Monday, Dec. 28, 1931
Salutes v. Facts
"General Motors presents the Parade of the States!" is the announcement which opens a weekly radio broadcast.* Excerpts from last week's program:
"Good evening, ladies and gentlemen of the radio audience, this is Graham McNamee. Last week the Parade of the States took us to Ohio. This evening Georgia."
"In the year 1733, a fleet arrived at the mouth of the Savannah River; and presently back home in London trustees of a new venture heard with joy that the flag of England had been raised over the Royal Colony of Georgia."
(March from Handel's Water Music.)
"Martial music receded as the frontier was driven back, and life in Georgia took on a richer note. Master workmen from over the sea built manor houses of English brick, and English airs were sung to the plucked melodies of harpsichords in great colonial halls."
(Old English Songs.)
"And now. General Motors presents a brief tribute to the State of Georgia, written by Bruce Barton, and read by Charles Webster."
"Wise was Oglethorpe when he chose Georgia. Wise were the early settlers who journeyed from the "North to this rich land. General Motors salutes you, Georgia. Faithfully have you kept lighted the torch of the pioneer."
Less lyrical than General Motors' salute to Georgia is a book which, by rare coincidence, brought statements of indignation out of Georgia on the day of last week's broadcast. As almost every U. S. high-school student knows, Dr. David Saville Muzzey's History of the American People refers to Oglethorpe's colonists as "poor debtors and criminals," says that "the convicts were poor workers," and that therefore Oglethorpe abandoned his charter 21 years after it was issued. To President Charles Ellis of the Savannah Board of Education, these passages seemed little less than appalling. He told the board last week that a local history teacher had called them untrue. The board agreed to ask Ginn & Co., publishers of the history, to make corrections.
A friendly, mild-mannered pedagog. Historian Muzzey nonetheless stood his ground. He quoted Fite's History of the U. S. and Greene's Foundations of American Nationality which call Oglethorpe's colonists "the King's poverty-stricken subjects." and "poor but honest debtors." Said he: "I have never cared to enter controversies. . . . There was no shadow of an idea in my mind of casting any aspersions on the people of Georgia. . . . It is a just manifestation of local pride that the Savannah Board of Education should protest."
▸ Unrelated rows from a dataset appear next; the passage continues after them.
//! Match configuration.

use derive_getters::Getters;
use derive_more::{Display, Error};
use oxo_engine::SearchLevel;
use serde::{Deserialize, Serialize};
use std::path::Path;
use tracing::{debug, info, instrument};

/// Configuration for an automated match.
#[derive(Debug, Clone, PartialEq, Eq, Getters, Serialize, Deserialize)]
pub struct MatchConfig {
    /// Search level for the X player.
    #[serde(default)]
    x_level: SearchLevel,

    /// Search level for the O player.
    #[serde(default)]
    o_level: SearchLevel,

    /// Consecutive rejected moves tolerated before the match is abandoned.
    #[serde(default = "default_max_rejections")]
    max_rejections: usize,
}

fn default_max_rejections() -> usize {
    3
}

impl Default for MatchConfig {
    fn default() -> Self {
        Self {
            x_level: SearchLevel::default(),
            o_level: SearchLevel::default(),
            max_rejections: default_max_rejections(),
        }
    }
}

impl MatchConfig {
    /// Loads configuration from a TOML file.
    #[instrument(skip(path), fields(path = %path.as_ref().display()))]
    pub fn from_file(path: impl AsRef<Path>) -> Result<Self, ConfigError> {
        debug!("Loading config from file");
        let content = std::fs::read_to_string(path.as_ref())
            .map_err(|e| ConfigError::new(format!("Failed to read config file: {}", e)))?;

        let config: Self = toml::from_str(&content)
            .map_err(|e| ConfigError::new(format!("Failed to parse config: {}", e)))?;

        if config.max_rejections == 0 {
            return Err(ConfigError::new("max_rejections must be at least 1".to_string()));
        }

        info!(x_level = %config.x_level, o_level = %config.o_level, "Config loaded");
        Ok(config)
    }

    /// Replaces the search levels that are given, keeping the others.
    pub fn with_levels(mut self, x_level: Option<SearchLevel>, o_level: Option<SearchLevel>) -> Self {
        if let Some(level) = x_level {
            self.x_level = level;
        }
        if let Some(level) = o_level {
            self.o_level = level;
        }
        self
    }
}

/// Configuration error.
#[derive(Debug, Clone, Display, Error)]
#[display("Config error: {} at {}:{}", message, file, line)]
pub struct ConfigError {
    /// Error message.
    pub message: String,
    /// Line number where error occurred.
    pub line: u32,
    /// Source file where error occurred.
    pub file: &'static str,
}

impl ConfigError {
    /// Creates a new configuration error.
    #[track_caller]
    pub fn new(message: String) -> Self {
        let loc = std::panic::Location::caller();
        Self {
            message,
            line: loc.line(),
            file: loc.file(),
        }
    }
}

#[cfg(test)]
mod tests {
    use super::*;
    use std::io::Write;

    fn write_config(content: &str) -> tempfile::NamedTempFile {
        let mut file = tempfile::NamedTempFile::new().unwrap();
        file.write_all(content.as_bytes()).unwrap();
        file
    }

    #[test]
    fn test_defaults_fill_missing_fields() {
        let file = write_config("x_level = \"shallow\"\n");
        let config = MatchConfig::from_file(file.path()).unwrap();
        assert_eq!(*config.x_level(), SearchLevel::Shallow);
        assert_eq!(*config.o_level(), SearchLevel::Exhaustive);
        assert_eq!(*config.max_rejections(), 3);
    }

    #[test]
    fn test_invalid_level_is_rejected() {
        let file = write_config("o_level = \"deep\"\n");
        let err = MatchConfig::from_file(file.path()).unwrap_err();
        assert!(err.message.contains("Failed to parse config"));
    }

    #[test]
    fn test_zero_rejections_is_rejected() {
        let file = write_config("max_rejections = 0\n");
        assert!(MatchConfig::from_file(file.path()).is_err());
    }

    #[test]
    fn test_missing_file() {
        let err = MatchConfig::from_file("/nonexistent/oxo.toml").unwrap_err();
        assert!(err.to_string().starts_with("Config error: Failed to read config file"));
    }

    #[test]
    fn test_with_levels_overrides_given_levels() {
        let config = MatchConfig::default().with_levels(Some(SearchLevel::Shallow), None);
        assert_eq!(*config.x_level(), SearchLevel::Shallow);
        assert_eq!(*config.o_level(), SearchLevel::Exhaustive);
    }
}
Historian Muzzey, 61, is no clod-caster, no iconoclast, yet in his gentle way he habitually offends people who prefer Salutes to Facts. His most famed assailant was Chicago's chauvinistic William Hale ("Big Bill") Thompson. Were Dr. Muzzey a vindictive person, he might have taken satisfaction in news last week of former U. S. Representative John Jerome Gorman, special assistant corporation counsel under Mayor Thompson, author in 1928 of savage diatribes against the Muzzey history--for which he apologized when Dr. Muzzey sued him for $100,000. Mr. Gorman was disbarred last week by the Illinois Supreme Court for nonconformity to standards of the legal profession. But Dr. Muzzey, well-beloved graduate professor of American History at Columbia University, has more important interests. A onetime theology student (he is a Bachelor of Divinity from Union Theological Seminary), he now disagrees with the tenets of organized religion, occupies himself with Manhattan's Ethical Culture Society, in whose school his daughter and son-in-law teach. Dr. Muzzey helped found last September The American Observer, a weekly paper for schools. Its brightest feature is a page. "Social Science Backgrounds." which he writes in collaboration with Sociologist Walter E. Myer of Kansas State Teachers College.
*Mondays, 9:30-10:00 p.m., Eastern Standard time, National Broadcasting chain.